*** Opening of DATA ***

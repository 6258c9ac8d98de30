//! In-memory store for testing.

use crate::backend::{BlobStore, RecordStore};
use crate::error::{Namespace, StorageError, StorageResult};
use crate::record::{ContentType, FileBlob, RecordId, VaultRecord};
use parking_lot::RwLock;
use std::collections::HashMap;

/// An in-memory record and blob store.
///
/// This store keeps everything in memory and is suitable for:
/// - Unit tests
/// - Integration tests
/// - Ephemeral vaults that don't need persistence
///
/// # Thread Safety
///
/// This store is thread-safe and can be shared across threads. Each
/// namespace has its own lock, held only for the map access.
///
/// # Example
///
/// ```rust
/// use datakeeper_storage::{BlobStore, FileBlob, InMemoryStore, RecordId};
///
/// let store = InMemoryStore::new();
/// let id = RecordId::new();
/// store.insert_blob(&FileBlob::new(id, "bob", vec![9; 32])).unwrap();
/// assert_eq!(store.blob_count(), 1);
/// assert!(store.get_blob("eve", id).is_err());
/// ```
#[derive(Debug, Default)]
pub struct InMemoryStore {
    records: RwLock<HashMap<RecordId, VaultRecord>>,
    blobs: RwLock<HashMap<RecordId, FileBlob>>,
}

impl InMemoryStore {
    /// Creates a new empty store.
    #[must_use]
    pub fn new() -> Self {
        Self::default()
    }

    /// Returns the number of records across all owners.
    #[must_use]
    pub fn record_count(&self) -> usize {
        self.records.read().len()
    }

    /// Returns the number of blobs across all owners.
    #[must_use]
    pub fn blob_count(&self) -> usize {
        self.blobs.read().len()
    }

    /// Returns a copy of a record regardless of owner.
    ///
    /// Useful for testing and debugging.
    #[must_use]
    pub fn raw_record(&self, id: RecordId) -> Option<VaultRecord> {
        self.records.read().get(&id).cloned()
    }

    /// Clears both namespaces.
    pub fn clear(&self) {
        self.records.write().clear();
        self.blobs.write().clear();
    }
}

impl RecordStore for InMemoryStore {
    fn insert(&self, record: &VaultRecord) -> StorageResult<()> {
        let mut records = self.records.write();
        if records.contains_key(&record.id) {
            return Err(StorageError::already_exists(Namespace::Records, record.id));
        }
        records.insert(record.id, record.clone());
        Ok(())
    }

    fn update(&self, record: &VaultRecord) -> StorageResult<()> {
        let mut records = self.records.write();
        match records.get_mut(&record.id) {
            Some(stored) if stored.matches(&record.owner_id, record.id, record.content_type) => {
                stored.cipher_text.clone_from(&record.cipher_text);
                Ok(())
            }
            _ => Err(StorageError::not_found(Namespace::Records, record.id)),
        }
    }

    fn delete(&self, owner: &str, id: RecordId, content_type: ContentType) -> StorageResult<()> {
        let mut records = self.records.write();
        match records.get(&id) {
            Some(stored) if stored.matches(owner, id, content_type) => {
                records.remove(&id);
                Ok(())
            }
            _ => Err(StorageError::not_found(Namespace::Records, id)),
        }
    }

    fn get_by_id(
        &self,
        owner: &str,
        id: RecordId,
        content_type: ContentType,
    ) -> StorageResult<VaultRecord> {
        self.records
            .read()
            .get(&id)
            .filter(|stored| stored.matches(owner, id, content_type))
            .cloned()
            .ok_or(StorageError::not_found(Namespace::Records, id))
    }

    fn get_by_owner(
        &self,
        owner: &str,
        content_type: ContentType,
    ) -> StorageResult<Vec<VaultRecord>> {
        Ok(self
            .records
            .read()
            .values()
            .filter(|r| r.content_type == content_type && r.is_owned_by(owner))
            .cloned()
            .collect())
    }
}

impl BlobStore for InMemoryStore {
    fn insert_blob(&self, blob: &FileBlob) -> StorageResult<()> {
        let mut blobs = self.blobs.write();
        if blobs.contains_key(&blob.id) {
            return Err(StorageError::already_exists(Namespace::Blobs, blob.id));
        }
        blobs.insert(blob.id, blob.clone());
        Ok(())
    }

    fn delete_blob(&self, owner: &str, id: RecordId) -> StorageResult<()> {
        let mut blobs = self.blobs.write();
        match blobs.get(&id) {
            Some(stored) if stored.is_owned_by(owner) => {
                blobs.remove(&id);
                Ok(())
            }
            _ => Err(StorageError::not_found(Namespace::Blobs, id)),
        }
    }

    fn get_blob(&self, owner: &str, id: RecordId) -> StorageResult<FileBlob> {
        self.blobs
            .read()
            .get(&id)
            .filter(|stored| stored.is_owned_by(owner))
            .cloned()
            .ok_or(StorageError::not_found(Namespace::Blobs, id))
    }
}
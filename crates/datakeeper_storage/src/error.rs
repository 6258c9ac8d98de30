//! Error types for storage operations.

use crate::record::RecordId;
use std::fmt;
use std::io;
use thiserror::Error;

/// Result type for storage operations.
pub type StorageResult<T> = Result<T, StorageError>;

/// The store namespace an error refers to.
#[derive(Debug, Clone, Copy, PartialEq, Eq)]
pub enum Namespace {
    /// Encrypted metadata records.
    Records,
    /// Encrypted file payloads.
    Blobs,
}

impl fmt::Display for Namespace {
    fn fmt(&self, f: &mut fmt::Formatter<'_>) -> fmt::Result {
        match self {
            Self::Records => f.write_str("records"),
            Self::Blobs => f.write_str("blobs"),
        }
    }
}

/// Errors that can occur during storage operations.
#[derive(Debug, Error)]
pub enum StorageError {
    /// No item matched the id, owner and content type.
    #[error("{namespace} item {id} not found")]
    NotFound {
        /// Namespace searched.
        namespace: Namespace,
        /// The id that was not found.
        id: RecordId,
    },

    /// An item with this id already exists.
    #[error("{namespace} item {id} already exists")]
    AlreadyExists {
        /// Namespace written to.
        namespace: Namespace,
        /// The colliding id.
        id: RecordId,
    },

    /// An I/O error occurred.
    #[error("I/O error: {0}")]
    Io(#[from] io::Error),

    /// A stored document could not be encoded or decoded.
    #[error("serialization error: {0}")]
    Serialization(#[from] serde_json::Error),

    /// The store contents are corrupted.
    #[error("storage corrupted: {0}")]
    Corrupted(String),

    /// Another process holds the store lock.
    #[error("store is locked by another process")]
    Locked,

    /// The backend refused the operation.
    #[error("backend unavailable: {0}")]
    Unavailable(String),
}

impl StorageError {
    /// Creates a not found error.
    pub fn not_found(namespace: Namespace, id: RecordId) -> Self {
        Self::NotFound { namespace, id }
    }

    /// Creates an already exists error.
    pub fn already_exists(namespace: Namespace, id: RecordId) -> Self {
        Self::AlreadyExists { namespace, id }
    }

    /// Returns true if this error means "nothing matched".
    pub fn is_not_found(&self) -> bool {
        matches!(self, Self::NotFound { .. })
    }
}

*** Close of DATA ***

(ASSIGNED TASK):
Once the records are read, print each of them exactly as written.

(RESULT):
repository 6258c9ac8d98de30
//! In-memory store for testing.

use crate::backend::{BlobStore, RecordStore};
use crate::error::{Namespace, StorageError, StorageResult};
use crate::record::{ContentType, FileBlob, RecordId, VaultRecord};
use parking_lot::RwLock;
use std::collections::HashMap;

/// An in-memory record and blob store.
///
/// This store keeps everything in memory and is suitable for:
/// - Unit tests
/// - Integration tests
/// - Ephemeral vaults that don't need persistence
///
/// # Thread Safety
///
/// This store is thread-safe and can be shared across threads. Each
/// namespace has its own lock, held only for the map access.
///
/// # Example
///
/// ```rust
/// use datakeeper_storage::{BlobStore, FileBlob, InMemoryStore, RecordId};
///
/// let store = InMemoryStore::new();
/// let id = RecordId::new();
/// store.insert_blob(&FileBlob::new(id, "bob", vec![9; 32])).unwrap();
/// assert_eq!(store.blob_count(), 1);
/// assert!(store.get_blob("eve", id).is_err());
/// ```
#[derive(Debug, Default)]
pub struct InMemoryStore {
    records: RwLock<HashMap<RecordId, VaultRecord>>,
    blobs: RwLock<HashMap<RecordId, FileBlob>>,
}

impl InMemoryStore {
    /// Creates a new empty store.
    #[must_use]
    pub fn new() -> Self {
        Self::default()
    }

    /// Returns the number of records across all owners.
    #[must_use]
    pub fn record_count(&self) -> usize {
        self.records.read().len()
    }

    /// Returns the number of blobs across all owners.
    #[must_use]
    pub fn blob_count(&self) -> usize {
        self.blobs.read().len()
    }

    /// Returns a copy of a record regardless of owner.
    ///
    /// Useful for testing and debugging.
    #[must_use]
    pub fn raw_record(&self, id: RecordId) -> Option<VaultRecord> {
        self.records.read().get(&id).cloned()
    }

    /// Clears both namespaces.
    pub fn clear(&self) {
        self.records.write().clear();
        self.blobs.write().clear();
    }
}

impl RecordStore for InMemoryStore {
    fn insert(&self, record: &VaultRecord) -> StorageResult<()> {
        let mut records = self.records.write();
        if records.contains_key(&record.id) {
            return Err(StorageError::already_exists(Namespace::Records, record.id));
        }
        records.insert(record.id, record.clone());
        Ok(())
    }

    fn update(&self, record: &VaultRecord) -> StorageResult<()> {
        let mut records = self.records.write();
        match records.get_mut(&record.id) {
            Some(stored) if stored.matches(&record.owner_id, record.id, record.content_type) => {
                stored.cipher_text.clone_from(&record.cipher_text);
                Ok(())
            }
            _ => Err(StorageError::not_found(Namespace::Records, record.id)),
        }
    }

    fn delete(&self, owner: &str, id: RecordId, content_type: ContentType) -> StorageResult<()> {
        let mut records = self.records.write();
        match records.get(&id) {
            Some(stored) if stored.matches(owner, id, content_type) => {
                records.remove(&id);
                Ok(())
            }
            _ => Err(StorageError::not_found(Namespace::Records, id)),
        }
    }

    fn get_by_id(
        &self,
        owner: &str,
        id: RecordId,
        content_type: ContentType,
    ) -> StorageResult<VaultRecord> {
        self.records
            .read()
            .get(&id)
            .filter(|stored| stored.matches(owner, id, content_type))
            .cloned()
            .ok_or(StorageError::not_found(Namespace::Records, id))
    }

    fn get_by_owner(
        &self,
        owner: &str,
        content_type: ContentType,
    ) -> StorageResult<Vec<VaultRecord>> {
        Ok(self
            .records
            .read()
            .values()
            .filter(|r| r.content_type == content_type && r.is_owned_by(owner))
            .cloned()
            .collect())
    }
}

impl BlobStore for InMemoryStore {
    fn insert_blob(&self, blob: &FileBlob) -> StorageResult<()> {
        let mut blobs = self.blobs.write();
        if blobs.contains_key(&blob.id) {
            return Err(StorageError::already_exists(Namespace::Blobs, blob.id));
        }
        blobs.insert(blob.id, blob.clone());
        Ok(())
    }

    fn delete_blob(&self, owner: &str, id: RecordId) -> StorageResult<()> {
        let mut blobs = self.blobs.write();
        match blobs.get(&id) {
            Some(stored) if stored.is_owned_by(owner) => {
                blobs.remove(&id);
                Ok(())
            }
            _ => Err(StorageError::not_found(Namespace::Blobs, id)),
        }
    }

    fn get_blob(&self, owner: &str, id: RecordId) -> StorageResult<FileBlob> {
        self.blobs
            .read()
            .get(&id)
            .filter(|stored| stored.is_owned_by(owner))
            .cloned()
            .ok_or(StorageError::not_found(Namespace::Blobs, id))
    }
}
filename crates/datakeeper_storage/src/error.rs
repository 6258c9ac8d98de30
//! Error types for storage operations.

use crate::record::RecordId;
use std::fmt;
use std::io;
use thiserror::Error;

/// Result type for storage operations.
pub type StorageResult<T> = Result<T, StorageError>;

/// The store namespace an error refers to.
#[derive(Debug, Clone, Copy, PartialEq, Eq)]
pub enum Namespace {
    /// Encrypted metadata records.
    Records,
    /// Encrypted file payloads.
    Blobs,
}

impl fmt::Display for Namespace {
    fn fmt(&self, f: &mut fmt::Formatter<'_>) -> fmt::Result {
        match self {
            Self::Records => f.write_str("records"),
            Self::Blobs => f.write_str("blobs"),
        }
    }
}

/// Errors that can occur during storage operations.
#[derive(Debug, Error)]
pub enum StorageError {
    /// No item matched the id, owner and content type.
    #[error("{namespace} item {id} not found")]
    NotFound {
        /// Namespace searched.
        namespace: Namespace,
        /// The id that was not found.
        id: RecordId,
    },

    /// An item with this id already exists.
    #[error("{namespace} item {id} already exists")]
    AlreadyExists {
        /// Namespace written to.
        namespace: Namespace,
        /// The colliding id.
        id: RecordId,
    },

    /// An I/O error occurred.
    #[error("I/O error: {0}")]
    Io(#[from] io::Error),

    /// A stored document could not be encoded or decoded.
    #[error("serialization error: {0}")]
    Serialization(#[from] serde_json::Error),

    /// The store contents are corrupted.
    #[error("storage corrupted: {0}")]
    Corrupted(String),

    /// Another process holds the store lock.
    #[error("store is locked by another process")]
    Locked,

    /// The backend refused the operation.
    #[error("backend unavailable: {0}")]
    Unavailable(String),
}

impl StorageError {
    /// Creates a not found error.
    pub fn not_found(namespace: Namespace, id: RecordId) -> Self {
        Self::NotFound { namespace, id }
    }

    /// Creates an already exists error.
    pub fn already_exists(namespace: Namespace, id: RecordId) -> Self {
        Self::AlreadyExists { namespace, id }
    }

    /// Returns true if this error means "nothing matched".
    pub fn is_not_found(&self) -> bool {
        matches!(self, Self::NotFound { .. })
    }
}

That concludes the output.